Collected data
>>>>

//! iPaymu payment provider client.
//!
//! Implements the v2 "check transaction" call used to confirm a callback
//! before anything is enrolled.

use std::time::Duration;

use async_trait::async_trait;
use reqwest::Client;
use secrecy::ExposeSecret;
use serde::{Deserialize, Serialize};
use service_core::utils::signature::{body_digest, sign_parts};

use crate::config::IpaymuConfig;
use crate::error::CallbackError;
use crate::models::{PaidStatus, TransactionStatus};
use crate::ports::TransactionVerifier;

pub const CHECK_TRANSACTION_PATH: &str = "/api/v2/transaction";

/// iPaymu client for interacting with the iPaymu API.
#[derive(Clone)]
pub struct IpaymuClient {
    client: Client,
    config: IpaymuConfig,
}

/// Request body for a transaction status check.
#[derive(Debug, Serialize)]
#[serde(rename_all = "camelCase")]
pub struct CheckTransactionRequest {
    pub transaction_id: String,
}

/// Response envelope from iPaymu.
///
/// Every field is optional: a payload missing `Status` or `Data.PaidStatus`
/// must be reported as unverifiable rather than fail deserialization.
#[derive(Debug, Deserialize)]
#[serde(rename_all = "PascalCase")]
pub struct CheckTransactionResponse {
    pub status: Option<serde_json::Value>,
    pub success: Option<bool>,
    pub message: Option<String>,
    pub data: Option<TransactionData>,
}

#[derive(Debug, Deserialize)]
#[serde(rename_all = "PascalCase")]
pub struct TransactionData {
    pub transaction_id: Option<serde_json::Value>,
    pub status_desc: Option<String>,
    pub paid_status: Option<String>,
}

impl CheckTransactionResponse {
    /// Interpret the payload. Pure: the outcome depends only on the fields.
    pub fn into_status(self) -> Result<TransactionStatus, CallbackError> {
        let status_code = match self.status {
            Some(serde_json::Value::Null) | None => {
                return Err(CallbackError::VerificationUnavailable(
                    "response has no Status field".to_string(),
                ));
            }
            Some(serde_json::Value::String(s)) => s,
            Some(other) => other.to_string(),
        };

        let paid_status = self
            .data
            .and_then(|data| data.paid_status)
            .ok_or_else(|| {
                CallbackError::VerificationUnavailable(
                    "response has no Data.PaidStatus field".to_string(),
                )
            })?;

        Ok(TransactionStatus {
            succeeded: self.success != Some(false),
            status_code,
            paid_status: PaidStatus::from(paid_status.as_str()),
        })
    }
}

impl IpaymuClient {
    /// Create a new iPaymu client with a bounded request timeout.
    pub fn new(config: IpaymuConfig) -> anyhow::Result<Self> {
        let client = Client::builder()
            .timeout(Duration::from_secs(config.timeout_secs))
            .build()?;

        Ok(Self { client, config })
    }

    /// Check if iPaymu is configured (credentials are set).
    pub fn is_configured(&self) -> bool {
        !self.config.va.is_empty() && !self.config.api_key.expose_secret().is_empty()
    }

    /// Signature header value for a POST with the given JSON body.
    ///
    /// `HMAC-SHA256("POST:" + va + ":" + sha256_hex(body) + ":" + api_key, api_key)`
    pub fn sign(&self, body: &str) -> anyhow::Result<String> {
        let api_key = self.config.api_key.expose_secret();
        let digest = body_digest(body);
        sign_parts(api_key, &["POST", &self.config.va, &digest, api_key])
    }

    /// Fetch the provider's view of a transaction.
    pub async fn check_transaction(
        &self,
        transaction_id: &str,
    ) -> Result<CheckTransactionResponse, CallbackError> {
        if !self.is_configured() {
            return Err(CallbackError::VerificationUnavailable(
                "iPaymu credentials not configured".to_string(),
            ));
        }

        let request = CheckTransactionRequest {
            transaction_id: transaction_id.to_string(),
        };
        let body = serde_json::to_string(&request)
            .map_err(|e| CallbackError::VerificationUnavailable(e.to_string()))?;
        let signature = self
            .sign(&body)
            .map_err(|e| CallbackError::VerificationUnavailable(e.to_string()))?;
        let timestamp = chrono::Utc::now().format("%Y%m%d%H%M%S").to_string();

        let url = format!("{}{}", self.config.api_base_url, CHECK_TRANSACTION_PATH);

        let response = self
            .client
            .post(&url)
            .header("Content-Type", "application/json")
            .header("va", &self.config.va)
            .header("signature", signature)
            .header("timestamp", timestamp)
            .body(body)
            .send()
            .await
            .map_err(|e| {
                let reason = if e.is_timeout() {
                    "request timed out".to_string()
                } else {
                    e.to_string()
                };
                tracing::error!(transaction_id = %transaction_id, error = %reason, "iPaymu request failed");
                CallbackError::VerificationUnavailable(reason)
            })?;

        let status = response.status();
        let body = response
            .text()
            .await
            .map_err(|e| CallbackError::VerificationUnavailable(e.to_string()))?;

        tracing::debug!(status = %status, body = %body, "iPaymu check_transaction response");

        if !status.is_success() {
            tracing::error!(
                transaction_id = %transaction_id,
                status = %status,
                "iPaymu check_transaction failed"
            );
            return Err(CallbackError::VerificationUnavailable(format!(
                "iPaymu returned HTTP {}",
                status
            )));
        }

        serde_json::from_str(&body).map_err(|e| {
            tracing::error!(error = %e, "Undecodable iPaymu response");
            CallbackError::VerificationUnavailable(format!("invalid response body: {}", e))
        })
    }
}

#[async_trait]
impl TransactionVerifier for IpaymuClient {
    async fn verify(&self, transaction_id: &str) -> Result<TransactionStatus, CallbackError> {
        let status = self.check_transaction(transaction_id).await?.into_status()?;

        tracing::info!(
            transaction_id = %transaction_id,
            status = %status.status_code,
            paid_status = %status.paid_status.as_str(),
            "iPaymu transaction checked"
        );

        Ok(status)
    }
}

<<<<

Task requirements:
Every entry must appear in the answer, reproduced exactly.

Completed task:
//! iPaymu payment provider client.
//!
//! Implements the v2 "check transaction" call used to confirm a callback
//! before anything is enrolled.

use std::time::Duration;

use async_trait::async_trait;
use reqwest::Client;
use secrecy::ExposeSecret;
use serde::{Deserialize, Serialize};
use service_core::utils::signature::{body_digest, sign_parts};

use crate::config::IpaymuConfig;
use crate::error::CallbackError;
use crate::models::{PaidStatus, TransactionStatus};
use crate::ports::TransactionVerifier;

pub const CHECK_TRANSACTION_PATH: &str = "/api/v2/transaction";

/// iPaymu client for interacting with the iPaymu API.
#[derive(Clone)]
pub struct IpaymuClient {
    client: Client,
    config: IpaymuConfig,
}

/// Request body for a transaction status check.
#[derive(Debug, Serialize)]
#[serde(rename_all = "camelCase")]
pub struct CheckTransactionRequest {
    pub transaction_id: String,
}

/// Response envelope from iPaymu.
///
/// Every field is optional: a payload missing `Status` or `Data.PaidStatus`
/// must be reported as unverifiable rather than fail deserialization.
#[derive(Debug, Deserialize)]
#[serde(rename_all = "PascalCase")]
pub struct CheckTransactionResponse {
    pub status: Option<serde_json::Value>,
    pub success: Option<bool>,
    pub message: Option<String>,
    pub data: Option<TransactionData>,
}

#[derive(Debug, Deserialize)]
#[serde(rename_all = "PascalCase")]
pub struct TransactionData {
    pub transaction_id: Option<serde_json::Value>,
    pub status_desc: Option<String>,
    pub paid_status: Option<String>,
}

impl CheckTransactionResponse {
    /// Interpret the payload. Pure: the outcome depends only on the fields.
    pub fn into_status(self) -> Result<TransactionStatus, CallbackError> {
        let status_code = match self.status {
            Some(serde_json::Value::Null) | None => {
                return Err(CallbackError::VerificationUnavailable(
                    "response has no Status field".to_string(),
                ));
            }
            Some(serde_json::Value::String(s)) => s,
            Some(other) => other.to_string(),
        };

        let paid_status = self
            .data
            .and_then(|data| data.paid_status)
            .ok_or_else(|| {
                CallbackError::VerificationUnavailable(
                    "response has no Data.PaidStatus field".to_string(),
                )
            })?;

        Ok(TransactionStatus {
            succeeded: self.success != Some(false),
            status_code,
            paid_status: PaidStatus::from(paid_status.as_str()),
        })
    }
}

impl IpaymuClient {
    /// Create a new iPaymu client with a bounded request timeout.
    pub fn new(config: IpaymuConfig) -> anyhow::Result<Self> {
        let client = Client::builder()
            .timeout(Duration::from_secs(config.timeout_secs))
            .build()?;

        Ok(Self { client, config })
    }

    /// Check if iPaymu is configured (credentials are set).
    pub fn is_configured(&self) -> bool {
        !self.config.va.is_empty() && !self.config.api_key.expose_secret().is_empty()
    }

    /// Signature header value for a POST with the given JSON body.
    ///
    /// `HMAC-SHA256("POST:" + va + ":" + sha256_hex(body) + ":" + api_key, api_key)`
    pub fn sign(&self, body: &str) -> anyhow::Result<String> {
        let api_key = self.config.api_key.expose_secret();
        let digest = body_digest(body);
        sign_parts(api_key, &["POST", &self.config.va, &digest, api_key])
    }

    /// Fetch the provider's view of a transaction.
    pub async fn check_transaction(
        &self,
        transaction_id: &str,
    ) -> Result<CheckTransactionResponse, CallbackError> {
        if !self.is_configured() {
            return Err(CallbackError::VerificationUnavailable(
                "iPaymu credentials not configured".to_string(),
            ));
        }

        let request = CheckTransactionRequest {
            transaction_id: transaction_id.to_string(),
        };
        let body = serde_json::to_string(&request)
            .map_err(|e| CallbackError::VerificationUnavailable(e.to_string()))?;
        let signature = self
            .sign(&body)
            .map_err(|e| CallbackError::VerificationUnavailable(e.to_string()))?;
        let timestamp = chrono::Utc::now().format("%Y%m%d%H%M%S").to_string();

        let url = format!("{}{}", self.config.api_base_url, CHECK_TRANSACTION_PATH);

        let response = self
            .client
            .post(&url)
            .header("Content-Type", "application/json")
            .header("va", &self.config.va)
            .header("signature", signature)
            .header("timestamp", timestamp)
            .body(body)
            .send()
            .await
            .map_err(|e| {
                let reason = if e.is_timeout() {
                    "request timed out".to_string()
                } else {
                    e.to_string()
                };
                tracing::error!(transaction_id = %transaction_id, error = %reason, "iPaymu request failed");
                CallbackError::VerificationUnavailable(reason)
            })?;

        let status = response.status();
        let body = response
            .text()
            .await
            .map_err(|e| CallbackError::VerificationUnavailable(e.to_string()))?;

        tracing::debug!(status = %status, body = %body, "iPaymu check_transaction response");

        if !status.is_success() {
            tracing::error!(
                transaction_id = %transaction_id,
                status = %status,
                "iPaymu check_transaction failed"
            );
            return Err(CallbackError::VerificationUnavailable(format!(
                "iPaymu returned HTTP {}",
                status
            )));
        }

        serde_json::from_str(&body).map_err(|e| {
            tracing::error!(error = %e, "Undecodable iPaymu response");
            CallbackError::VerificationUnavailable(format!("invalid response body: {}", e))
        })
    }
}

#[async_trait]
impl TransactionVerifier for IpaymuClient {
    async fn verify(&self, transaction_id: &str) -> Result<TransactionStatus, CallbackError> {
        let status = self.check_transaction(transaction_id).await?.into_status()?;

        tracing::info!(
            transaction_id = %transaction_id,
            status = %status.status_code,
            paid_status = %status.paid_status.as_str(),
            "iPaymu transaction checked"
        );

        Ok(status)
    }
}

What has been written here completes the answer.